The Five Northern Dynasties in Succession

The "Five Dynasties" were five regimes that ruled the Central Plains around the Yellow River in turn between 907 and 960. None lasted long, and most fell to internal mutiny or to the next contender for power.

The Later Liang (907 to 923) was founded by Zhu Wen. He was murdered in 912 by one of his own sons, and the dynasty exhausted itself in succession struggles before being conquered.

The Later Tang (923 to 936) was established by Li Cunxu, a leader from the Shatuo, a Turkic people who had served the Tang. A gifted general, he destroyed the Later Liang but governed poorly once in power and was killed in a mutiny in 926. His successor Li Siyuan was a comparatively capable ruler, but the regime fell apart after his death.

The Later Jin (936 to 947) was founded by Shi Jingtang, who seized the throne with military help from the Khitan-led Liao state to the north. The price he paid for that help would shape Chinese geopolitics for centuries. The dynasty lasted only about a decade before the Liao invaded and toppled it.

The Later Han (947 to 951) was the shortest of all, lasting only a few years. Its founder Liu Zhiyuan died soon after taking power, and his successor alienated his own generals, one of whom overthrew the regime.

The Later Zhou (951 to 960) was the strongest and most reform-minded of the five. Under its second ruler, Chai Rong (also called Guo Rong), the state strengthened its army, reorganized the bureaucracy, and campaigned against rivals to the north and south. Chai Rong died in 959 while still in his thirties, leaving a child heir, and that succession crisis set the stage for the dynasty's replacement by the Song.

The Ten Kingdoms in the South

While the Central Plains cycled through dynasties, the southern and western regions were divided among a series of regional states. Tradition counts ten of them, though they did not all exist at the same time. Most were founded by late-Tang military governors or local strongmen who carved out independent territories as central authority dissolved.

The major kingdoms included the Former Shu and Later Shu in the Sichuan basin; Wu and its successor the Southern Tang in the lower Yangtze and Huai region; Wuyue in modern Zhejiang; Min in Fujian; Chu in Hunan; Southern Han in the far south around modern Guangdong; and Jingnan (also called Nanping), a small state near the middle Yangtze. The tenth, the Northern Han, was the exception to the southern pattern: it was based around Taiyuan in the north and survived as a Liao client state after the fall of the Later Han.

These kingdoms varied widely in size, wealth, and stability. Some were turbulent and short-lived, but several enjoyed relative peace precisely because they avoided the constant warfare of the Central Plains. The south generally suffered less destruction than the north during this era, which contributed to a longer-term shift of China's economic center toward the Yangtze valley.

Culture and Stability in the Southern States

Not every regime of this period was a story of pure chaos. Some southern courts became centers of culture and comparative prosperity.
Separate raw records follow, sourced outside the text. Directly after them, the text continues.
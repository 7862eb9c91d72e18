//! Precomputed geometry tables: leaper attacks, lines and in-between squares.

use once_cell::sync::Lazy;

const KNIGHT_DELTAS: [(isize, isize); 8] = [
    (2, 1),
    (1, 2),
    (-1, 2),
    (-2, 1),
    (-2, -1),
    (-1, -2),
    (1, -2),
    (2, -1),
];

const KING_DELTAS: [(isize, isize); 8] = [
    (1, 0),
    (-1, 0),
    (0, 1),
    (0, -1),
    (1, 1),
    (1, -1),
    (-1, 1),
    (-1, -1),
];

fn leaper_table(deltas: &[(isize, isize)]) -> [u64; 64] {
    let mut attacks = [0u64; 64];
    for (sq, slot) in attacks.iter_mut().enumerate() {
        let r = (sq / 8) as isize;
        let f = (sq % 8) as isize;
        let mut mask = 0u64;
        for &(dr, df) in deltas {
            let nr = r + dr;
            let nf = f + df;
            if (0..8).contains(&nr) && (0..8).contains(&nf) {
                mask |= 1u64 << ((nr as usize) * 8 + (nf as usize));
            }
        }
        *slot = mask;
    }
    attacks
}

pub(crate) static KNIGHT_ATTACKS: Lazy<[u64; 64]> = Lazy::new(|| leaper_table(&KNIGHT_DELTAS));

pub(crate) static KING_ATTACKS: Lazy<[u64; 64]> = Lazy::new(|| leaper_table(&KING_DELTAS));

/// `PAWN_ATTACKS[color][sq]`: squares a pawn of `color` on `sq` attacks.
pub(crate) static PAWN_ATTACKS: Lazy<[[u64; 64]; 2]> = Lazy::new(|| {
    [
        leaper_table(&[(1, -1), (1, 1)]),
        leaper_table(&[(-1, -1), (-1, 1)]),
    ]
});

/// Walk from `sq` in direction (dr, df), collecting squares until the edge.
fn ray(sq: usize, dr: isize, df: isize) -> u64 {
    let mut mask = 0u64;
    let mut r = (sq / 8) as isize + dr;
    let mut f = (sq % 8) as isize + df;
    while (0..8).contains(&r) && (0..8).contains(&f) {
        mask |= 1u64 << (r * 8 + f);
        r += dr;
        f += df;
    }
    mask
}

/// Unit step from `a` toward `b` if they share a rank, file or diagonal.
fn direction(a: usize, b: usize) -> Option<(isize, isize)> {
    if a == b {
        return None;
    }
    let dr = (b / 8) as isize - (a / 8) as isize;
    let df = (b % 8) as isize - (a % 8) as isize;
    if dr == 0 || df == 0 || dr.abs() == df.abs() {
        Some((dr.signum(), df.signum()))
    } else {
        None
    }
}

/// Full edge-to-edge line through two aligned squares, endpoints included.
pub(crate) static LINE: Lazy<Box<[[u64; 64]; 64]>> = Lazy::new(|| {
    let mut table = Box::new([[0u64; 64]; 64]);
    for a in 0..64 {
        for b in 0..64 {
            if let Some((dr, df)) = direction(a, b) {
                table[a][b] = ray(a, dr, df) | ray(a, -dr, -df) | (1u64 << a);
            }
        }
    }
    table
});

/// Squares strictly between two aligned squares.
pub(crate) static BETWEEN: Lazy<Box<[[u64; 64]; 64]>> = Lazy::new(|| {
    let mut table = Box::new([[0u64; 64]; 64]);
    for a in 0..64 {
        for b in 0..64 {
            if let Some((dr, df)) = direction(a, b) {
                table[a][b] = ray(a, dr, df) & ray(b, -dr, -df);
            }
        }
    }
    table
});

#[cfg(test)]
mod tests {
    use super::*;

    #[test]
    fn test_knight_corner() {
        // a1 knight reaches b3 and c2
        assert_eq!(KNIGHT_ATTACKS[0], (1u64 << 17) | (1u64 << 10));
    }

    #[test]
    fn test_king_center_count() {
        assert_eq!(KING_ATTACKS[28].count_ones(), 8);
        assert_eq!(KING_ATTACKS[0].count_ones(), 3);
    }

    #[test]
    fn test_pawn_attacks_by_color() {
        // e4 = 28: white attacks d5/f5, black attacks d3/f3
        assert_eq!(PAWN_ATTACKS[0][28], (1u64 << 35) | (1u64 << 37));
        assert_eq!(PAWN_ATTACKS[1][28], (1u64 << 19) | (1u64 << 21));
        // no wrap on the a-file
        assert_eq!(PAWN_ATTACKS[0][8], 1u64 << 17);
    }

    #[test]
    fn test_between_is_exclusive() {
        // a1..d4 -> b2, c3
        assert_eq!(BETWEEN[0][27], (1u64 << 9) | (1u64 << 18));
        assert_eq!(BETWEEN[0][1], 0);
        assert_eq!(BETWEEN[0][17], 0);
    }
}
The Southern Tang is the best remembered for its cultural achievements. Its last ruler, Li Yu, was a mediocre ruler but one of the most celebrated lyric poets in the Chinese language. After the Song conquered his state in 975, he was taken captive and died a few years later, and traditional accounts hold that he was poisoned on the orders of the Song court, though the precise circumstances are debated. His surviving poems, written largely in captivity and mourning his lost kingdom, are still widely read today.

Wuyue followed a markedly different strategy. Its rulers, beginning with its founder Qian Liu, deliberately avoided challenging the dominant power in the north. They acknowledged the Central Plains regimes, focused on internal development, built sea walls along the coast, and improved the area around West Lake near modern Hangzhou. In 978 the last Wuyue ruler peacefully surrendered his territory to the Song rather than fight, sparing his people a war of conquest and giving his state one of the more dignified endings of the era.
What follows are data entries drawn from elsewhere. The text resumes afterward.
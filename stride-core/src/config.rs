//! Step classification configuration

use serde::{Deserialize, Serialize};

/// Default magnitude cutoff in m/s²
///
/// Gravity alone reads ~9.81, so a resting device never crosses it.
pub const DEFAULT_STEP_THRESHOLD: f32 = 12.0;

/// Default minimum gap between two accepted steps
pub const DEFAULT_DEBOUNCE_MS: u32 = 300;

/// Engine tuning
#[derive(Debug, Clone, Copy, PartialEq, Serialize, Deserialize)]
#[cfg_attr(feature = "defmt", derive(defmt::Format))]
#[serde(default)]
pub struct EngineConfig {
    /// Acceleration magnitude a sample must exceed to count as a step (m/s²)
    pub step_threshold: f32,
    /// Minimum milliseconds between two accepted steps
    pub debounce_ms: u32,
}

impl Default for EngineConfig {
    fn default() -> Self {
        Self {
            step_threshold: DEFAULT_STEP_THRESHOLD,
            debounce_ms: DEFAULT_DEBOUNCE_MS,
        }
    }
}

impl EngineConfig {
    /// Replace non-finite or negative values with defaults
    pub fn sanitized(self) -> Self {
        let step_threshold = if self.step_threshold.is_finite() && self.step_threshold >= 0.0 {
            self.step_threshold
        } else {
            DEFAULT_STEP_THRESHOLD
        };
        Self {
            step_threshold,
            debounce_ms: self.debounce_ms,
        }
    }
}

#[cfg(test)]
mod tests {
    use super::*;

    #[test]
    fn test_sanitized_keeps_valid() {
        let cfg = EngineConfig {
            step_threshold: 10.5,
            debounce_ms: 250,
        };
        assert_eq!(cfg.sanitized(), cfg);
    }

    #[test]
    fn test_sanitized_replaces_nan() {
        let cfg = EngineConfig {
            step_threshold: f32::NAN,
            debounce_ms: 250,
        }
        .sanitized();
        assert_eq!(cfg.step_threshold, DEFAULT_STEP_THRESHOLD);
        assert_eq!(cfg.debounce_ms, 250);
    }
}
//! Records the pedometer produces and persists

use alloc::string::String;

use serde::{Deserialize, Serialize};

/// Maximum archived daily totals kept in history
pub const MAX_HISTORY: usize = 30;

/// One raw accelerometer reading (m/s²)
///
/// Produced by the motion sensor and consumed immediately; never stored.
#[derive(Debug, Clone, Copy, PartialEq, Default)]
#[cfg_attr(feature = "defmt", derive(defmt::Format))]
pub struct AccelerationSample {
    pub x: f32,
    pub y: f32,
    pub z: f32,
}

impl AccelerationSample {
    pub const fn new(x: f32, y: f32, z: f32) -> Self {
        Self { x, y, z }
    }

    /// Squared Euclidean norm of the three axes
    ///
    /// Classification compares this against the squared threshold, which
    /// keeps the crate free of floating-point `sqrt`.
    pub fn magnitude_squared(&self) -> f32 {
        self.x * self.x + self.y * self.y + self.z * self.z
    }

    /// True iff the Euclidean norm is strictly above `threshold`
    pub fn exceeds(&self, threshold: f32) -> bool {
        let m2 = self.magnitude_squared();
        if threshold < 0.0 {
            return !m2.is_nan();
        }
        m2 > threshold * threshold
    }
}

/// Latest persisted step count
#[derive(Debug, Clone, Copy, PartialEq, Eq, Serialize, Deserialize)]
#[cfg_attr(feature = "defmt", derive(defmt::Format))]
pub struct StepRecord {
    /// Steps counted in the period the record was written in
    pub steps: u32,
    /// Epoch milliseconds of the write
    pub timestamp: i64,
}

impl StepRecord {
    /// Build a record, flooring a negative count at zero
    pub fn new(count: i64, timestamp: i64) -> Self {
        Self {
            steps: count.clamp(0, u32::MAX as i64) as u32,
            timestamp: timestamp.max(0),
        }
    }
}

/// Archived total for one finished period
#[derive(Debug, Clone, PartialEq, Eq, Serialize, Deserialize)]
pub struct HistoryEntry {
    pub steps: u32,
    /// ISO-8601 instant the period was closed, e.g. `2024-01-01T16:00:00.000Z`
    pub date: String,
}

impl HistoryEntry {
    pub fn new(steps: u32, date: impl Into<String>) -> Self {
        Self {
            steps,
            date: date.into(),
        }
    }
}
Constant Warfare and Short-Lived Regimes

The defining feature of the period was the speed with which regimes rose and collapsed. The five northern dynasties together lasted only about 53 years, an average of roughly a decade each, and several emperors reigned for only a year or two. Coups, assassinations, and mutinies were routine. Power flowed to whoever commanded the most loyal and capable army.

A saying attributed to a figure of the era captured the prevailing logic bluntly: the throne, it suggested, belonged to whoever had the strongest soldiers, with no fixed rule of succession. Whether or not the exact words are reliable, they reflect a real political reality. Imperial legitimacy, once treated as sacred and tied to heaven's mandate, had become something a general could simply seize by force.
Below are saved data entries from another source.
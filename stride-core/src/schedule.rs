//! Daily reset boundary math
//!
//! A boundary is the instant each day at which the counting period rolls
//! over, given by a wall-clock `HH:MM`. The engine and the scheduler both
//! derive period membership from these functions so they can never
//! disagree about which day a record belongs to.
//!
//! Wall-clock time is interpreted in the offset carried by `now`, so a
//! caller decides the local zone once (via its [`Clock`](crate::Clock)) and
//! every computation below is pure.

use alloc::string::String;
use core::fmt;
use core::str::FromStr;

use chrono::{DateTime, FixedOffset, NaiveTime, SecondsFormat, TimeDelta, Utc};

use crate::error::StrideError;

/// Milliseconds in one period
pub const DAY_MS: i64 = 24 * 60 * 60 * 1000;

/// Validated daily reset time
///
/// Only strict `HH:MM` is accepted: two-digit hour `00`-`23`, a colon, and
/// two-digit minute `00`-`59`. No seconds, no other separators, no padding
/// shortcuts.
#[derive(Debug, Clone, Copy, PartialEq, Eq, Hash, PartialOrd, Ord, Default)]
#[cfg_attr(feature = "defmt", derive(defmt::Format))]
pub struct ResetTime {
    hour: u8,
    minute: u8,
}

impl ResetTime {
    /// Midnight, used whenever nothing valid is stored
    pub const MIDNIGHT: ResetTime = ResetTime { hour: 0, minute: 0 };

    /// Build from components, rejecting out-of-range values
    pub const fn new(hour: u8, minute: u8) -> Option<Self> {
        if hour < 24 && minute < 60 {
            Some(Self { hour, minute })
        } else {
            None
        }
    }

    /// Parse strict `HH:MM`
    pub fn parse(text: &str) -> Result<Self, StrideError> {
        let &[h1, h2, b':', m1, m2] = text.as_bytes() else {
            return Err(StrideError::InvalidResetTime);
        };
        let hour = match (h1, h2) {
            (b'0'..=b'1', b'0'..=b'9') | (b'2', b'0'..=b'3') => (h1 - b'0') * 10 + (h2 - b'0'),
            _ => return Err(StrideError::InvalidResetTime),
        };
        let minute = match (m1, m2) {
            (b'0'..=b'5', b'0'..=b'9') => (m1 - b'0') * 10 + (m2 - b'0'),
            _ => return Err(StrideError::InvalidResetTime),
        };
        Ok(Self { hour, minute })
    }

    /// Check a candidate without keeping the result
    pub fn is_valid(text: &str) -> bool {
        Self::parse(text).is_ok()
    }

    pub const fn hour(&self) -> u8 {
        self.hour
    }

    pub const fn minute(&self) -> u8 {
        self.minute
    }

    fn as_naive(&self) -> NaiveTime {
        // hour < 24 and minute < 60 are invariants of the type
        NaiveTime::from_hms_opt(self.hour as u32, self.minute as u32, 0).unwrap_or(NaiveTime::MIN)
    }
}

impl FromStr for ResetTime {
    type Err = StrideError;

    fn from_str(s: &str) -> Result<Self, Self::Err> {
        Self::parse(s)
    }
}

impl fmt::Display for ResetTime {
    fn fmt(&self, f: &mut fmt::Formatter<'_>) -> fmt::Result {
        write!(f, "{:02}:{:02}", self.hour, self.minute)
    }
}

/// Today's boundary in `now`'s offset, regardless of which side of it `now` is
fn same_day_boundary(reset: ResetTime, now: &DateTime<FixedOffset>) -> DateTime<FixedOffset> {
    let offset = *now.offset();
    let local = now.date_naive().and_time(reset.as_naive());
    let utc = local - TimeDelta::seconds(offset.local_minus_utc() as i64);
    DateTime::from_naive_utc_and_offset(utc, offset)
}

/// First boundary strictly after `now`
///
/// A `now` exactly on the boundary counts as already past, so the result
/// moves to the following day.
pub fn next_boundary(reset: ResetTime, now: &DateTime<FixedOffset>) -> DateTime<FixedOffset> {
    let candidate = same_day_boundary(reset, now);
    if candidate <= *now {
        candidate + TimeDelta::milliseconds(DAY_MS)
    } else {
        candidate
    }
}

/// Most recent boundary at or before `now`
///
/// Always equal to `next_boundary(reset, now) - 24h`.
pub fn last_boundary(reset: ResetTime, now: &DateTime<FixedOffset>) -> DateTime<FixedOffset> {
    let candidate = same_day_boundary(reset, now);
    if candidate > *now {
        candidate - TimeDelta::milliseconds(DAY_MS)
    } else {
        candidate
    }
}

/// [`next_boundary`] in epoch milliseconds
pub fn next_boundary_ms(reset: ResetTime, now: &DateTime<FixedOffset>) -> i64 {
    next_boundary(reset, now).timestamp_millis()
}

/// [`last_boundary`] in epoch milliseconds
pub fn last_boundary_ms(reset: ResetTime, now: &DateTime<FixedOffset>) -> i64 {
    last_boundary(reset, now).timestamp_millis()
}

/// True iff `timestamp_ms` falls in the period containing `now`
pub fn is_within_period(reset: ResetTime, now: &DateTime<FixedOffset>, timestamp_ms: i64) -> bool {
    timestamp_ms >= last_boundary_ms(reset, now)
}

/// Convert epoch milliseconds into an instant in `offset`
///
/// Out-of-range values clamp to the Unix epoch.
pub fn from_epoch_ms(ms: i64, offset: FixedOffset) -> DateTime<FixedOffset> {
    DateTime::from_timestamp_millis(ms)
        .unwrap_or(DateTime::UNIX_EPOCH)
        .with_timezone(&offset)
}

/// Render as UTC ISO-8601 with millisecond precision (`...T16:00:00.000Z`)
pub fn iso_timestamp(at: &DateTime<FixedOffset>) -> String {
    at.with_timezone(&Utc)
        .to_rfc3339_opts(SecondsFormat::Millis, true)
}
One career illustrates the moral disorientation of the age better than any other. The official Feng Dao served a remarkable number of rulers across several of the successive dynasties, holding high office under each. Later Confucian historians condemned him harshly for serving so many masters, holding him up as an example of disloyalty. Yet he was also a competent administrator who is associated with sponsoring large-scale printing of the Confucian classics, helping preserve those texts. His career is often read as a symptom of an era in which the usual rules about loyalty had broken down, simply because emperors changed faster than anyone could remain loyal to a single one.

Why the Period Was So Chaotic

The instability of the Five Dynasties and Ten Kingdoms had deep structural roots rather than a single cause.

The most important was the legacy of late-Tang militarism. For more than a century before 907, regional military governors had commanded their own armies, collected their own revenue, and passed their commands to chosen successors. When the Tang finally fell, these governors were already functioning as semi-independent rulers, and the only real arbiter of power was military strength.

A second factor was the absence of a stable principle of succession. Because thrones were typically won by force, they could also be lost by force. Founders who seized power by coup had little ability to stop their own generals from doing the same to their heirs. The result was a self-perpetuating cycle of usurpation.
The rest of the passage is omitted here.